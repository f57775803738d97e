use serde::{Deserialize, Serialize};
use serde_json::{Map, Value};

/// Columns a post export must carry. Extra columns are ignored.
pub const REQUIRED_COLUMNS: [&str; 5] = ["ID", "post_title", "post_content", "post_date", "category"];

/// --- Inputs ---

/// One row of a blog post CSV export.
#[derive(Debug, Clone, PartialEq, Deserialize)]
pub struct PostRow {
    #[serde(rename = "ID")]
    pub id: String,
    #[serde(rename = "post_title")]
    pub title: String,
    #[serde(rename = "post_content")]
    pub content: String,
    pub post_date: String,
    pub category: String,
}

/// A JSONL article as produced by `convert`, read leniently: any field may
/// be missing or hold the wrong type.
#[derive(Debug, Clone, Default, PartialEq, Deserialize)]
pub struct ArticleRecord {
    #[serde(default)]
    pub id: Value,
    #[serde(default)]
    pub title: Value,
    #[serde(default)]
    pub text: Value,
    #[serde(flatten)]
    pub extra: Map<String, Value>,
}

impl ArticleRecord {
    pub fn title_str(&self) -> Option<&str> {
        self.title.as_str()
    }

    pub fn text_str(&self) -> Option<&str> {
        self.text.as_str()
    }
}

/// --- Outputs ---

/// Field order is the output key order.
#[derive(Debug, Clone, PartialEq, Serialize, Deserialize)]
pub struct CleanRecord {
    pub id: String,
    pub title: String,
    pub text: String,
    pub category: String,
    pub post_date: String,
}

impl CleanRecord {
    /// Trims the metadata fields and stores already-cleaned body text.
    pub fn from_row(row: &PostRow, text: String) -> Self {
        Self {
            id: row.id.trim().to_string(),
            title: row.title.trim().to_string(),
            text,
            category: row.category.trim().to_string(),
            post_date: row.post_date.trim().to_string(),
        }
    }
}

/// An article after the generation pass.
#[derive(Debug, Clone, PartialEq, Serialize, Deserialize)]
pub struct RefinedRecord {
    pub id: Value,
    pub title: String,
    pub text: String,
    #[serde(flatten)]
    pub extra: Map<String, Value>,
    #[serde(default, skip_serializing_if = "Option::is_none")]
    pub error: Option<String>,
}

--

What you need to do —
Every line from the one containing "pub struct RefinedRecord" through the last line of the entries above must be output exactly. Leave the rest out.

Result below —
pub struct RefinedRecord {
    pub id: Value,
    pub title: String,
    pub text: String,
    #[serde(flatten)]
    pub extra: Map<String, Value>,
    #[serde(default, skip_serializing_if = "Option::is_none")]
    pub error: Option<String>,
}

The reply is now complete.